Setelah selesai mencuci truknya dengan agak ragu-ragu Dika mencoba menghidupkan mesin truknya, wajar saja karena setiap hari Dika selalu mencoba menghidupkan mesin truknya namun gagal. Dan ajaibnya saat itu mesin truk Dika langsung menyala. Dengan wajah sumringah Dika buru-buru memasuki rumah lalu berkemas bersiap pulang ke malang.

"Sido moleh Saiki tah Dik? Kok gak kesok ae?" (Jadi pulang sekarang kah Dik? Kenapa tidak besok saja?) Tanya ibuku pada Dika yang sedang bersemangat mengemasi barangnya ke dalam tas punggung.

"Ora! Ra kerasan nek kene!" (Tidak! Nggak kerasan di sini!) Jawab Dika.

Kemudian ia berpamitan untuk segera pulang ke Malang, "merene bukane oleh duwek malah kate di kongkon ngusung batange sapi! Asu tenan kepala desamu Iki" (kesini bukanya dapat uang malah di suruh muat bangkai sapi) ucap Dika saat berpapasan denganku.

Aku langsung terkekeh mendengar ucapannya saat itu, dari penuturan Andri siang tadi mereka bertemu dengan pak kades dan pak kades menyuruh Dika untuk memuat bangkai sapi untuk di pindahkan ke lahan kosong yang agak jauh.

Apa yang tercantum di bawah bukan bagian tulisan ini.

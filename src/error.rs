use std::path::PathBuf;

use thiserror::Error;

/// Failure of the backing store underneath a [`Mailbox`](crate::mailbox::Mailbox).
///
/// The mailbox never surfaces these to its callers; they are logged and the
/// operation degrades to a no-op or an empty read.
#[derive(Error, Debug)]
pub enum StoreError {
    #[error("I/O error on slot file {}: {source}", .path.display())]
    Io {
        path: PathBuf,
        #[source]
        source: std::io::Error,
    },

    #[error("Failed to encode slot: {0}")]
    Encode(#[source] serde_json::Error),

    #[error("Failed to decode slot: {0}")]
    Decode(#[source] serde_json::Error),
}

/// Fault reported by a registered listener while handling a delivery.
#[derive(Error, Debug, Clone, PartialEq, Eq)]
#[error("listener rejected action: {0}")]
pub struct ListenerError(pub String);

impl ListenerError {
    /// Wraps a listener-specific message.
    pub fn new(message: impl Into<String>) -> Self {
        Self(message.into())
    }
}

#[derive(Error, Debug)]
pub enum ConfigError {
    #[error("Failed to read config {}: {source}", .path.display())]
    Read {
        path: PathBuf,
        #[source]
        source: std::io::Error,
    },

    #[error("Invalid config: {0}")]
    Parse(#[from] toml::de::Error),

    #[error("Invalid config: {0}")]
    Invalid(String),
}
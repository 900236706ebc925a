//! Hands notification actions to an application that may not be running.
//!
//! An action picked on a system notification arrives at a handler that can
//! run without the application. The handler persists the action in a
//! single-slot [`Mailbox`] and then tries to hand it straight to the live
//! application through the [`Channel`]. Whenever the application activates
//! (cold start, resume, or an explicit re-check) the [`ConsumerGateway`]
//! drains the mailbox, delivering the action if it is younger than the TTL.
//! The mailbox is the source of truth; the channel is only a shortcut.

pub mod action;
pub mod channel;
pub mod clock;
pub mod config;
pub mod coordinator;
pub mod error;
pub mod gateway;
pub mod mailbox;
pub mod producer;
pub mod store;

pub use action::{ActionKind, ActionPayload, PendingAction};
pub use channel::{Channel, Delivery};
pub use clock::{Clock, ManualClock, SystemClock};
pub use config::HandoffConfig;
pub use coordinator::Handoff;
pub use error::{ConfigError, ListenerError, StoreError};
pub use gateway::{Activation, ConsumerGateway, GatewayOutcome};
pub use mailbox::Mailbox;
pub use producer::{ActionProducer, ProduceOutcome, RawActionEvent};
pub use store::{FileStore, MemoryStore, SlotStore};

/// The application-side sink for delivered actions.
///
/// At most one listener is registered at a time, typically by the
/// application's foreground component while it is attached. Both delivery
/// paths, the immediate one from the producer and the deferred one from the
/// gateway, call the same listener with the same [`ActionPayload`].
///
/// A listener reports its own faults through [`ListenerError`]; they are
/// logged and never undo the persisted action. Any closure of the right
/// shape is a listener.
pub trait Listener: Send + Sync {
    /// Handles one delivered action.
    fn on_action(&self, payload: &ActionPayload) -> Result<(), ListenerError>;
}

impl<F> Listener for F
where
    F: Fn(&ActionPayload) -> Result<(), ListenerError> + Send + Sync,
{
    fn on_action(&self, payload: &ActionPayload) -> Result<(), ListenerError> {
        self(payload)
    }
}
//! Document models for the `users`, `teams` and `ideas` collections.

pub mod idea;
pub mod team;
pub mod user;

pub use idea::{CreateIdeaRequest, IdeaDocument, IdeaItem, ListIdeasQuery, UpdateIdeaRequest};
pub use team::{CreateTeamRequest, MembershipRequest, TeamDocument, TeamItem, UpdateTeamRequest};
pub use user::{
    ListUsersQuery, LoginRequest, RegisterRequest, UpdateProfileRequest, UserDocument, UserProfile,
};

Karena bau bangkai ratusan ekor sapi yang menghilang dan saat si temukan dalam kondisi mati semua secara mengenaskan itu kini mulai tercium ke seluruh desa.

***

Pukul 9 malam Gus Anwar yang sudah mengambil air wudhu segera memasuki kamar yang sudah kami sediakan, di bantu oleh Andri beliau sudah bersiap-siap memulai ritual untuk mengusir pagebluk.

Bau dupa bercampur kemenyan tercium tajam di hidung berserta asap tebal yang terus keluar dari kamar tempat Gus Anwar yang memulai ritualnya. Terdengar suara merdu Gus Anwar yang mulai menyanyikan kidung-kidung dengan bahasa Jawa.

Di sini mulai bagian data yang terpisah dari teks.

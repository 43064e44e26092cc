//! 团队路由

use axum::{
    extract::{Path, State},
    http::StatusCode,
    routing::{get, post},
    Json, Router,
};

use common::errors::AppError;
use common::extract::ValidJson;
use common::models::{CreateTeamRequest, MembershipRequest, TeamItem, UpdateTeamRequest};
use common::response::ApiResponse;
use common::utils::parse_object_id;

use crate::service::TeamService;
use crate::state::AppState;
use crate::SERVICE_NAME;

/// Mounted at `/api/teams`.
pub fn router() -> Router<AppState> {
    Router::new()
        .route("/", get(list_teams).post(create_team))
        .route("/{id}", get(get_team).put(update_team).delete(delete_team))
        .route("/{id}/join", post(join_team))
        .route("/{id}/leave", post(leave_team))
}

/// 列出所有团队
#[utoipa::path(
    get,
    path = "/api/teams",
    tag = "teams",
    responses(
        (status = 200, description = "团队列表", body = ApiResponse<Vec<TeamItem>>)
    )
)]
pub async fn list_teams(
    State(state): State<AppState>,
) -> Result<Json<ApiResponse<Vec<TeamItem>>>, AppError> {
    let service = TeamService::new(state.monitor.database()?);
    let data = service.list().await?;
    Ok(Json(ApiResponse::ok_with_service(data, SERVICE_NAME)))
}

/// 创建团队
#[utoipa::path(
    post,
    path = "/api/teams",
    tag = "teams",
    request_body = CreateTeamRequest,
    responses(
        (status = 201, description = "团队已创建", body = ApiResponse<TeamItem>),
        (status = 400, description = "参数校验失败"),
        (status = 404, description = "创建者不存在")
    )
)]
pub async fn create_team(
    State(state): State<AppState>,
    ValidJson(req): ValidJson<CreateTeamRequest>,
) -> Result<(StatusCode, Json<ApiResponse<TeamItem>>), AppError> {
    let owner_id = parse_object_id("owner_id", &req.owner_id)?;
    let service = TeamService::new(state.monitor.database()?);
    let data = service.create(owner_id, req).await?;
    Ok((
        StatusCode::CREATED,
        Json(ApiResponse::ok_with_service(data, SERVICE_NAME)),
    ))
}

/// 根据 ID 获取团队
#[utoipa::path(
    get,
    path = "/api/teams/{id}",
    tag = "teams",
    params(("id" = String, Path, description = "团队 ID")),
    responses(
        (status = 200, description = "团队详情", body = ApiResponse<TeamItem>),
        (status = 404, description = "团队未找到")
    )
)]
pub async fn get_team(
    State(state): State<AppState>,
    Path(id): Path<String>,
) -> Result<Json<ApiResponse<TeamItem>>, AppError> {
    let id = parse_object_id("id", &id)?;
    let service = TeamService::new(state.monitor.database()?);
    let data = service.get(id).await?;
    Ok(Json(ApiResponse::ok_with_service(data, SERVICE_NAME)))
}

/// 更新团队
#[utoipa::path(
    put,
    path = "/api/teams/{id}",
    tag = "teams",
    params(("id" = String, Path, description = "团队 ID")),
    request_body = UpdateTeamRequest,
    responses(
        (status = 200, description = "团队已更新", body = ApiResponse<TeamItem>),
        (status = 404, description = "团队未找到"),
        (status = 409, description = "成员数超过新上限")
    )
)]
pub async fn update_team(
    State(state): State<AppState>,
    Path(id): Path<String>,
    ValidJson(req): ValidJson<UpdateTeamRequest>,
) -> Result<Json<ApiResponse<TeamItem>>, AppError> {
    let id = parse_object_id("id", &id)?;
    let service = TeamService::new(state.monitor.database()?);
    let data = service.update(id, req).await?;
    Ok(Json(ApiResponse::ok_with_service(data, SERVICE_NAME)))
}

/// 删除团队
#[utoipa::path(
    delete,
    path = "/api/teams/{id}",
    tag = "teams",
    params(("id" = String, Path, description = "团队 ID")),
    responses(
        (status = 200, description = "团队已删除", body = ApiResponse<bool>),
        (status = 404, description = "团队未找到")
    )
)]
pub async fn delete_team(
    State(state): State<AppState>,
    Path(id): Path<String>,
) -> Result<Json<ApiResponse<bool>>, AppError> {
    let id = parse_object_id("id", &id)?;
    let service = TeamService::new(state.monitor.database()?);
    service.delete(id).await?;
    Ok(Json(ApiResponse::ok_with_service(true, SERVICE_NAME)))
}

/// 加入团队
#[utoipa::path(
    post,
    path = "/api/teams/{id}/join",
    tag = "teams",
    params(("id" = String, Path, description = "团队 ID")),
    request_body = MembershipRequest,
    responses(
        (status = 200, description = "已加入", body = ApiResponse<TeamItem>),
        (status = 404, description = "团队或用户未找到"),
        (status = 409, description = "已是成员或团队已满")
    )
)]
pub async fn join_team(
    State(state): State<AppState>,
    Path(id): Path<String>,
    ValidJson(req): ValidJson<MembershipRequest>,
) -> Result<Json<ApiResponse<TeamItem>>, AppError> {
    let id = parse_object_id("id", &id)?;
    let user_id = parse_object_id("user_id", &req.user_id)?;
    let service = TeamService::new(state.monitor.database()?);
    let data = service.join(id, user_id).await?;
    Ok(Json(ApiResponse::ok_with_service(data, SERVICE_NAME)))
}

/// 退出团队
#[utoipa::path(
    post,
    path = "/api/teams/{id}/leave",
    tag = "teams",
    params(("id" = String, Path, description = "团队 ID")),
    request_body = MembershipRequest,
    responses(
        (status = 200, description = "已退出", body = ApiResponse<TeamItem>),
        (status = 403, description = "创建者不能退出"),
        (status = 404, description = "团队或成员未找到")
    )
)]
pub async fn leave_team(
    State(state): State<AppState>,
    Path(id): Path<String>,
    ValidJson(req): ValidJson<MembershipRequest>,
) -> Result<Json<ApiResponse<TeamItem>>, AppError> {
    let id = parse_object_id("id", &id)?;
    let user_id = parse_object_id("user_id", &req.user_id)?;
    let service = TeamService::new(state.monitor.database()?);
    let data = service.leave(id, user_id).await?;
    Ok(Json(ApiResponse::ok_with_service(data, SERVICE_NAME)))
}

Aku yang duduk bersila di samping ibu penasaran dengan nyanyian kidung-kidung yang di baca oleh Gus Anwar. Dari tempat dudukku saat itu terlihat Gus Anwar sedang memegang buku usang sambil terus menyanyikan kidung Semar.

Sementara Andri terus menerus memasukan kemenyan berukuran kecil ke dalam layang yang di khususkan untuk membakar kemenyan. Di kamar itu juga tempat di depan wayang Semar ada bokor dengan sembilan batang dupa yang sudah di bakar.

Banyak kidung buatan Sunan Kalijaga yang di baca dengan nada nyanyian oleh Gus Anwar. Kami berharap wabah pagebluk di desa ini segera hilang, aku sendiripun merasa ngeri jika mengetahui satu persatu penduduk desa mulai meninggal hanya dengan hitungan jam.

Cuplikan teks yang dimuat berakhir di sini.